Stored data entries
_ _ _ _
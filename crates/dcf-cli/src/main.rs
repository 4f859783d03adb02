//! Default config filter CLI
//!
//! Runs the filter flows outside a live host: inspect the base dependency
//! set, provision the entry from `configuration.yaml`, or check
//! extra-domain text the way the form would.

use anyhow::{bail, Context, Result};
use clap::{Parser, Subcommand};
use dcf_config::FilterConfig;
use dcf_config_entries::ConfigEntries;
use dcf_flow::{
    parse_extra_domains, ConfigFlow, FileManifestSource, FlowManager, ManifestSource,
    StaticManifestSource,
};
use dcf_service_registry::ServiceRegistry;
use std::path::PathBuf;
use std::sync::Arc;
use tracing::info;
use tracing_subscriber::{EnvFilter, FmtSubscriber};

/// Stand-in manifest for flows that never offer the domain list
const EMPTY_MANIFEST: &str = r#"{"domain": "default_config", "name": "Default Config"}"#;

#[derive(Parser)]
#[command(name = "default-config-filter")]
#[command(about = "Choose which default_config integrations to disable", long_about = None)]
struct Cli {
    #[command(subcommand)]
    command: Commands,
}

#[derive(Subcommand)]
enum Commands {
    /// Print the domains default_config depends on (minus `config`)
    Dependencies {
        /// Host components directory containing default_config/
        #[arg(long, env = "DCF_COMPONENTS_DIR")]
        components: PathBuf,
    },
    /// Import the default_config_filter section of configuration.yaml
    Import {
        /// Directory containing configuration.yaml
        #[arg(long, default_value = ".")]
        config_dir: PathBuf,
        /// Host components directory; import never reads the manifest
        #[arg(long, env = "DCF_COMPONENTS_DIR")]
        components: Option<PathBuf>,
    },
    /// Check comma-separated extra domains
    Validate {
        /// Text as it would be typed into the form
        text: String,
    },
}

#[tokio::main]
async fn main() -> Result<()> {
    let subscriber = FmtSubscriber::builder()
        .with_env_filter(
            EnvFilter::try_from_default_env().unwrap_or_else(|_| EnvFilter::new("info")),
        )
        .with_target(true)
        .with_writer(std::io::stderr)
        .finish();
    tracing::subscriber::set_global_default(subscriber)?;

    let cli = Cli::parse();

    match cli.command {
        Commands::Dependencies { components } => {
            let entries = Arc::new(ConfigEntries::new());
            let mut flow = ConfigFlow::new(Arc::new(FileManifestSource::new(&components)), entries);
            for domain in flow.base_dependencies().await? {
                println!("{}", domain);
            }
        }
        Commands::Import {
            config_dir,
            components,
        } => {
            let config = FilterConfig::load(&config_dir)
                .with_context(|| format!("loading {}", config_dir.display()))?;

            let manifests: Arc<dyn ManifestSource> = match components {
                Some(components) => Arc::new(FileManifestSource::new(&components)),
                None => Arc::new(StaticManifestSource::from_json(EMPTY_MANIFEST)?),
            };

            let manager = FlowManager::new(
                manifests,
                Arc::new(ConfigEntries::new()),
                Arc::new(ServiceRegistry::new()),
            );

            let Some(response) = manager.setup_from_config(config.as_ref()).await? else {
                bail!("no {} section in configuration.yaml", dcf_core::DOMAIN);
            };

            info!(result = %response.result_type, "Import finished");
            match response.result {
                Some(entry) => println!("{}", serde_json::to_string_pretty(&entry["options"])?),
                None => bail!(
                    "import did not create an entry: {}",
                    response.reason.unwrap_or_default()
                ),
            }
        }
        Commands::Validate { text } => match parse_extra_domains(&text) {
            Ok(domains) => {
                for domain in domains {
                    println!("{}", domain);
                }
            }
            Err(invalid) => bail!("{}", invalid),
        },
    }

    Ok(())
}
_ _ _ _
**AIM OF THE EXERCISE:** Copy all of the data exactly. Skip nothing.

**OUTPUT FOR THIS TASK:**
filename crates/dcf-cli/src/main.rs
repository 4f859783d03adb02
//! Default config filter CLI
//!
//! Runs the filter flows outside a live host: inspect the base dependency
//! set, provision the entry from `configuration.yaml`, or check
//! extra-domain text the way the form would.

use anyhow::{bail, Context, Result};
use clap::{Parser, Subcommand};
use dcf_config::FilterConfig;
use dcf_config_entries::ConfigEntries;
use dcf_flow::{
    parse_extra_domains, ConfigFlow, FileManifestSource, FlowManager, ManifestSource,
    StaticManifestSource,
};
use dcf_service_registry::ServiceRegistry;
use std::path::PathBuf;
use std::sync::Arc;
use tracing::info;
use tracing_subscriber::{EnvFilter, FmtSubscriber};

/// Stand-in manifest for flows that never offer the domain list
const EMPTY_MANIFEST: &str = r#"{"domain": "default_config", "name": "Default Config"}"#;

#[derive(Parser)]
#[command(name = "default-config-filter")]
#[command(about = "Choose which default_config integrations to disable", long_about = None)]
struct Cli {
    #[command(subcommand)]
    command: Commands,
}

#[derive(Subcommand)]
enum Commands {
    /// Print the domains default_config depends on (minus `config`)
    Dependencies {
        /// Host components directory containing default_config/
        #[arg(long, env = "DCF_COMPONENTS_DIR")]
        components: PathBuf,
    },
    /// Import the default_config_filter section of configuration.yaml
    Import {
        /// Directory containing configuration.yaml
        #[arg(long, default_value = ".")]
        config_dir: PathBuf,
        /// Host components directory; import never reads the manifest
        #[arg(long, env = "DCF_COMPONENTS_DIR")]
        components: Option<PathBuf>,
    },
    /// Check comma-separated extra domains
    Validate {
        /// Text as it would be typed into the form
        text: String,
    },
}

#[tokio::main]
async fn main() -> Result<()> {
    let subscriber = FmtSubscriber::builder()
        .with_env_filter(
            EnvFilter::try_from_default_env().unwrap_or_else(|_| EnvFilter::new("info")),
        )
        .with_target(true)
        .with_writer(std::io::stderr)
        .finish();
    tracing::subscriber::set_global_default(subscriber)?;

    let cli = Cli::parse();

    match cli.command {
        Commands::Dependencies { components } => {
            let entries = Arc::new(ConfigEntries::new());
            let mut flow = ConfigFlow::new(Arc::new(FileManifestSource::new(&components)), entries);
            for domain in flow.base_dependencies().await? {
                println!("{}", domain);
            }
        }
        Commands::Import {
            config_dir,
            components,
        } => {
            let config = FilterConfig::load(&config_dir)
                .with_context(|| format!("loading {}", config_dir.display()))?;

            let manifests: Arc<dyn ManifestSource> = match components {
                Some(components) => Arc::new(FileManifestSource::new(&components)),
                None => Arc::new(StaticManifestSource::from_json(EMPTY_MANIFEST)?),
            };

            let manager = FlowManager::new(
                manifests,
                Arc::new(ConfigEntries::new()),
                Arc::new(ServiceRegistry::new()),
            );

            let Some(response) = manager.setup_from_config(config.as_ref()).await? else {
                bail!("no {} section in configuration.yaml", dcf_core::DOMAIN);
            };

            info!(result = %response.result_type, "Import finished");
            match response.result {
                Some(entry) => println!("{}", serde_json::to_string_pretty(&entry["options"])?),
                None => bail!(
                    "import did not create an entry: {}",
                    response.reason.unwrap_or_default()
                ),
            }
        }
        Commands::Validate { text } => match parse_extra_domains(&text) {
            Ok(domains) => {
                for domain in domains {
                    println!("{}", domain);
                }
            }
            Err(invalid) => bail!("{}", invalid),
        },
    }

    Ok(())
}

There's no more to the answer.